____ Supplied data

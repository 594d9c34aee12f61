// Application state module
// Everything handlers share for the lifetime of the process

use std::sync::Arc;

use super::types::Config;
use crate::mail::Mailer;
use crate::session::SessionCodec;
use crate::store::Store;

/// Application state
pub struct AppState {
    pub config: Config,
    pub store: Store,
    pub mailer: Arc<dyn Mailer>,
    /// Signs and verifies session cookies with `app.secret_key`
    pub sessions: SessionCodec,
}

impl AppState {
    pub fn new(config: Config, store: Store, mailer: Arc<dyn Mailer>) -> Self {
        let sessions = SessionCodec::new(&config.app.secret_key, &config.app.session_cookie_name);
        Self {
            config,
            store,
            mailer,
            sessions,
        }
    }
}
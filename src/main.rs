use std::path::Path;
use std::sync::atomic::AtomicUsize;
use std::sync::Arc;

mod config;
mod forms;
mod handler;
mod http;
mod logger;
mod mail;
mod routing;
mod server;
mod session;
mod store;
mod templates;
mod views;

fn main() -> Result<(), Box<dyn std::error::Error>> {
    // First argument is the config file path without extension (default: ./config)
    let config_path = std::env::args().nth(1).unwrap_or_else(|| "config".to_string());
    let cfg = config::Config::load_from(&config_path)?;

    logger::init(&cfg)?;

    // Tokio runtime sized from the workers setting
    let mut runtime_builder = tokio::runtime::Builder::new_multi_thread();
    runtime_builder.enable_all();

    if let Some(workers) = cfg.server.workers {
        runtime_builder.worker_threads(workers);
        logger::log_info(&format!("Using {workers} worker threads"));
    } else {
        logger::log_info("Using default worker threads (CPU cores)");
    }

    let runtime = runtime_builder.build()?;
    runtime.block_on(async_main(cfg))
}

async fn async_main(cfg: config::Config) -> Result<(), Box<dyn std::error::Error>> {
    let addr = cfg.get_socket_addr()?;

    if cfg.uses_dev_secret() {
        logger::log_warning("app.secret_key is the development default; sessions are forgeable");
    }

    let store = store::Store::open(Path::new(&cfg.database.path))?;
    if store.seed_defaults()? {
        for role in store.list_roles()? {
            let members = store.users_in_role(role.id)?;
            logger::log_info(&format!(
                "Seeded role {} with {} user(s)",
                role.name,
                members.len()
            ));
        }
    }

    let mailer: Arc<dyn mail::Mailer> = Arc::new(mail::SmtpMailer::start(&cfg.mail)?);

    // Duplicate routes are a startup error
    let router = views::build_router()?;
    let route_count = router.routes().count();

    let listener = server::create_listener(addr)?;
    logger::log_server_start(&addr, &cfg, route_count);

    let state = config::AppState::new(cfg, store, mailer);
    let app = Arc::new(handler::Application::new(router, state));
    let active_connections = Arc::new(AtomicUsize::new(0));

    let signals = Arc::new(server::SignalHandler::new());
    server::start_signal_handler(Arc::clone(&signals));

    // Connections are served with spawn_local
    let local = tokio::task::LocalSet::new();
    local
        .run_until(server::start_server_loop(
            listener,
            app,
            active_connections,
            Arc::clone(&signals.shutdown),
        ))
        .await?;

    if signals.is_shutdown_requested() {
        logger::log_info("Shutdown complete");
    }
    Ok(())
}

________

**Brief**: Begin with the line above that has "filename src/main.rs" and continue through the line that has "let config_path = std::env::args().nth(1).unwrap_or_else(||", setting each one down exactly. Stop there.

**Final answer**:
filename src/main.rs
use std::path::Path;
use std::sync::atomic::AtomicUsize;
use std::sync::Arc;

mod config;
mod forms;
mod handler;
mod http;
mod logger;
mod mail;
mod routing;
mod server;
mod session;
mod store;
mod templates;
mod views;

fn main() -> Result<(), Box<dyn std::error::Error>> {
    // First argument is the config file path without extension (default: ./config)
    let config_path = std::env::args().nth(1).unwrap_or_else(|| "config".to_string());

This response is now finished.